Every record must be retyped exactly as it reads.

**Items from a dataset**
○ ○ ○ ○ ○

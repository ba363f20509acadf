//! Priority queue per job type (component E).
//!
//! Generalizes `rcommerce_core::jobs::queue::JobQueue`'s three
//! priority-bucket Redis lists into a single ordered, in-memory
//! structure keyed by the §3 ordering relation: `(priority desc, ready_at
//! asc, created_at asc)`. Non-ready jobs stay in the queue but are
//! skipped by [`TypeQueue::next_eligible`] — the queue itself doesn't
//! know about cooldowns or handler registration, only readiness and
//! expiry, keeping it an easy property to test in isolation.

use std::collections::BTreeMap;

use crate::job::{Job, JobId};

/// Sort key matching spec.md §3's ordering relation. `Ord` is derived in
/// field order, so `neg_priority` (ascending = highest priority first)
/// dominates, then `ready_at`, then `created_at`, with `id` only to break
/// exact ties deterministically.
#[derive(Debug, Clone, Copy, PartialEq, Eq, PartialOrd, Ord)]
struct OrderKey {
    neg_priority: i64,
    ready_at: i64,
    created_at: i64,
    id: JobId,
}

impl OrderKey {
    fn of(job: &Job) -> Self {
        Self {
            neg_priority: -(job.priority as i64),
            ready_at: job.ready_at,
            created_at: job.created_at,
            id: job.id,
        }
    }
}

/// Ordered sequence of jobs of one type.
///
/// Not persisted directly — a snapshot stores the plain job list per
/// type (see [`crate::snapshot::Snapshot`]) and queues are rebuilt from
/// it on load, since `BTreeMap`'s struct-keyed ordering isn't a natural
/// serialization shape.
#[derive(Debug, Default)]
pub struct TypeQueue {
    entries: BTreeMap<OrderKey, Job>,
}

impl TypeQueue {
    pub fn new() -> Self {
        Self {
            entries: BTreeMap::new(),
        }
    }

    pub fn insert(&mut self, job: Job) {
        self.entries.insert(OrderKey::of(&job), job);
    }

    pub fn len(&self) -> usize {
        self.entries.len()
    }

    pub fn is_empty(&self) -> bool {
        self.entries.is_empty()
    }

    pub fn iter(&self) -> impl Iterator<Item = &Job> {
        self.entries.values()
    }

    pub fn jobs(&self) -> Vec<Job> {
        self.entries.values().cloned().collect()
    }

    /// The best job in this queue that is ready and unexpired at `now`,
    /// per the §3 ordering relation. Jobs ordered ahead of it but not yet
    /// ready are skipped over, not removed.
    pub fn next_eligible(&self, now_ms: i64) -> Option<JobId> {
        self.entries
            .iter()
            .find(|(_, job)| job.is_ready(now_ms) && !job.is_expired(now_ms))
            .map(|(_, job)| job.id)
    }

    pub fn remove(&mut self, job_id: JobId) -> Option<Job> {
        let key = self
            .entries
            .iter()
            .find(|(_, job)| job.id == job_id)
            .map(|(k, _)| *k)?;
        self.entries.remove(&key)
    }

    /// Remove every job matching `predicate`, returning them.
    pub fn drain_matching(&mut self, mut predicate: impl FnMut(&Job) -> bool) -> Vec<Job> {
        let keys: Vec<OrderKey> = self
            .entries
            .iter()
            .filter(|(_, job)| predicate(job))
            .map(|(k, _)| *k)
            .collect();
        keys.into_iter()
            .filter_map(|k| self.entries.remove(&k))
            .collect()
    }

    /// Earliest `ready_at` among jobs that are not yet ready — the
    /// soonest time this queue could next produce an eligible job absent
    /// cooldown (used to compute `nextWake`, §4.5 step 7).
    pub fn earliest_not_yet_ready(&self, now_ms: i64) -> Option<i64> {
        self.entries
            .values()
            .filter(|job| !job.is_ready(now_ms))
            .map(|job| job.ready_at)
            .min()
    }

    pub fn earliest_expiry(&self) -> Option<i64> {
        self.entries.values().map(|job| job.expires_at).min()
    }
}

#[cfg(test)]
mod tests {
    use super::*;
    use crate::job::{HandlerConfig, JobSubmission};

    fn job(job_type: &str, priority: i32, created_at: i64) -> Job {
        let cfg = HandlerConfig {
            priority,
            ..HandlerConfig::with_global_default(1000)
        };
        Job::admit(JobSubmission::new(job_type, serde_json::json!({})), &cfg, created_at)
    }

    #[test]
    fn higher_priority_first() {
        let mut q = TypeQueue::new();
        let low = job("t", 1, 0);
        let high = job("t", 5, 0);
        let low_id = low.id;
        let high_id = high.id;
        q.insert(low);
        q.insert(high);

        let first = q.next_eligible(1000).unwrap();
        assert_eq!(first, high_id);
        q.remove(first);
        let second = q.next_eligible(1000).unwrap();
        assert_eq!(second, low_id);
    }

    #[test]
    fn tie_breaks_on_insertion_order() {
        let mut q = TypeQueue::new();
        let first = job("t", 1, 100);
        let second = job("t", 1, 200);
        let first_id = first.id;
        q.insert(second);
        q.insert(first);

        assert_eq!(q.next_eligible(1000), Some(first_id));
    }

    #[test]
    fn non_ready_jobs_are_skipped() {
        let mut q = TypeQueue::new();
        let mut future = job("t", 5, 0);
        future.ready_at = 10_000;
        let ready = job("t", 1, 0);
        let ready_id = ready.id;
        q.insert(future);
        q.insert(ready);

        assert_eq!(q.next_eligible(500), Some(ready_id));
    }

    #[test]
    fn expired_jobs_are_not_eligible() {
        let mut q = TypeQueue::new();
        let mut expired = job("t", 5, 0);
        expired.expires_at = 100;
        q.insert(expired);

        assert_eq!(q.next_eligible(500), None);
    }

    #[test]
    fn drain_matching_removes_and_returns() {
        let mut q = TypeQueue::new();
        let mut expired = job("t", 1, 0);
        expired.expires_at = 100;
        let keep = job("t", 1, 0);
        let keep_id = keep.id;
        q.insert(expired);
        q.insert(keep);

        let drained = q.drain_matching(|j| j.is_expired(500));
        assert_eq!(drained.len(), 1);
        assert_eq!(q.len(), 1);
        assert_eq!(q.next_eligible(500), Some(keep_id));
    }
}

○ ○ ○ ○ ○

**SOLUTION TO THE EXERCISE**
repository ba363f20509acadf
//! Priority queue per job type (component E).
//!
//! Generalizes `rcommerce_core::jobs::queue::JobQueue`'s three
//! priority-bucket Redis lists into a single ordered, in-memory
//! structure keyed by the §3 ordering relation: `(priority desc, ready_at
//! asc, created_at asc)`. Non-ready jobs stay in the queue but are
//! skipped by [`TypeQueue::next_eligible`] — the queue itself doesn't
//! know about cooldowns or handler registration, only readiness and
//! expiry, keeping it an easy property to test in isolation.

use std::collections::BTreeMap;

use crate::job::{Job, JobId};

/// Sort key matching spec.md §3's ordering relation. `Ord` is derived in
/// field order, so `neg_priority` (ascending = highest priority first)
/// dominates, then `ready_at`, then `created_at`, with `id` only to break
/// exact ties deterministically.
#[derive(Debug, Clone, Copy, PartialEq, Eq, PartialOrd, Ord)]
struct OrderKey {
    neg_priority: i64,
    ready_at: i64,
    created_at: i64,
    id: JobId,
}

impl OrderKey {
    fn of(job: &Job) -> Self {
        Self {
            neg_priority: -(job.priority as i64),
            ready_at: job.ready_at,
            created_at: job.created_at,
            id: job.id,
        }
    }
}

/// Ordered sequence of jobs of one type.
///
/// Not persisted directly — a snapshot stores the plain job list per
/// type (see [`crate::snapshot::Snapshot`]) and queues are rebuilt from
/// it on load, since `BTreeMap`'s struct-keyed ordering isn't a natural
/// serialization shape.
#[derive(Debug, Default)]
pub struct TypeQueue {
    entries: BTreeMap<OrderKey, Job>,
}

impl TypeQueue {
    pub fn new() -> Self {
        Self {
            entries: BTreeMap::new(),
        }
    }

    pub fn insert(&mut self, job: Job) {
        self.entries.insert(OrderKey::of(&job), job);
    }

    pub fn len(&self) -> usize {
        self.entries.len()
    }

    pub fn is_empty(&self) -> bool {
        self.entries.is_empty()
    }

    pub fn iter(&self) -> impl Iterator<Item = &Job> {
        self.entries.values()
    }

    pub fn jobs(&self) -> Vec<Job> {
        self.entries.values().cloned().collect()
    }

    /// The best job in this queue that is ready and unexpired at `now`,
    /// per the §3 ordering relation. Jobs ordered ahead of it but not yet
    /// ready are skipped over, not removed.
    pub fn next_eligible(&self, now_ms: i64) -> Option<JobId> {
        self.entries
            .iter()
            .find(|(_, job)| job.is_ready(now_ms) && !job.is_expired(now_ms))
            .map(|(_, job)| job.id)
    }

    pub fn remove(&mut self, job_id: JobId) -> Option<Job> {
        let key = self
            .entries
            .iter()
            .find(|(_, job)| job.id == job_id)
            .map(|(k, _)| *k)?;
        self.entries.remove(&key)
    }

    /// Remove every job matching `predicate`, returning them.
    pub fn drain_matching(&mut self, mut predicate: impl FnMut(&Job) -> bool) -> Vec<Job> {
        let keys: Vec<OrderKey> = self
            .entries
            .iter()
            .filter(|(_, job)| predicate(job))
            .map(|(k, _)| *k)
            .collect();
        keys.into_iter()
            .filter_map(|k| self.entries.remove(&k))
            .collect()
    }

    /// Earliest `ready_at` among jobs that are not yet ready — the
    /// soonest time this queue could next produce an eligible job absent
    /// cooldown (used to compute `nextWake`, §4.5 step 7).
    pub fn earliest_not_yet_ready(&self, now_ms: i64) -> Option<i64> {
        self.entries
            .values()
            .filter(|job| !job.is_ready(now_ms))
            .map(|job| job.ready_at)
            .min()
    }

    pub fn earliest_expiry(&self) -> Option<i64> {
        self.entries.values().map(|job| job.expires_at).min()
    }
}

#[cfg(test)]
mod tests {
    use super::*;
    use crate::job::{HandlerConfig, JobSubmission};

    fn job(job_type: &str, priority: i32, created_at: i64) -> Job {
        let cfg = HandlerConfig {
            priority,
            ..HandlerConfig::with_global_default(1000)
        };
        Job::admit(JobSubmission::new(job_type, serde_json::json!({})), &cfg, created_at)
    }

    #[test]
    fn higher_priority_first() {
        let mut q = TypeQueue::new();
        let low = job("t", 1, 0);
        let high = job("t", 5, 0);
        let low_id = low.id;
        let high_id = high.id;
        q.insert(low);
        q.insert(high);

        let first = q.next_eligible(1000).unwrap();
        assert_eq!(first, high_id);
        q.remove(first);
        let second = q.next_eligible(1000).unwrap();
        assert_eq!(second, low_id);
    }

    #[test]
    fn tie_breaks_on_insertion_order() {
        let mut q = TypeQueue::new();
        let first = job("t", 1, 100);
        let second = job("t", 1, 200);
        let first_id = first.id;
        q.insert(second);
        q.insert(first);

        assert_eq!(q.next_eligible(1000), Some(first_id));
    }

    #[test]
    fn non_ready_jobs_are_skipped() {
        let mut q = TypeQueue::new();
        let mut future = job("t", 5, 0);
        future.ready_at = 10_000;
        let ready = job("t", 1, 0);
        let ready_id = ready.id;
        q.insert(future);
        q.insert(ready);

        assert_eq!(q.next_eligible(500), Some(ready_id));
    }

    #[test]
    fn expired_jobs_are_not_eligible() {
        let mut q = TypeQueue::new();
        let mut expired = job("t", 5, 0);
        expired.expires_at = 100;
        q.insert(expired);

        assert_eq!(q.next_eligible(500), None);
    }

    #[test]
    fn drain_matching_removes_and_returns() {
        let mut q = TypeQueue::new();
        let mut expired = job("t", 1, 0);
        expired.expires_at = 100;
        let keep = job("t", 1, 0);
        let keep_id = keep.id;
        q.insert(expired);
        q.insert(keep);

        let drained = q.drain_matching(|j| j.is_expired(500));
        assert_eq!(drained.len(), 1);
        assert_eq!(q.len(), 1);
        assert_eq!(q.next_eligible(500), Some(keep_id));
    }
}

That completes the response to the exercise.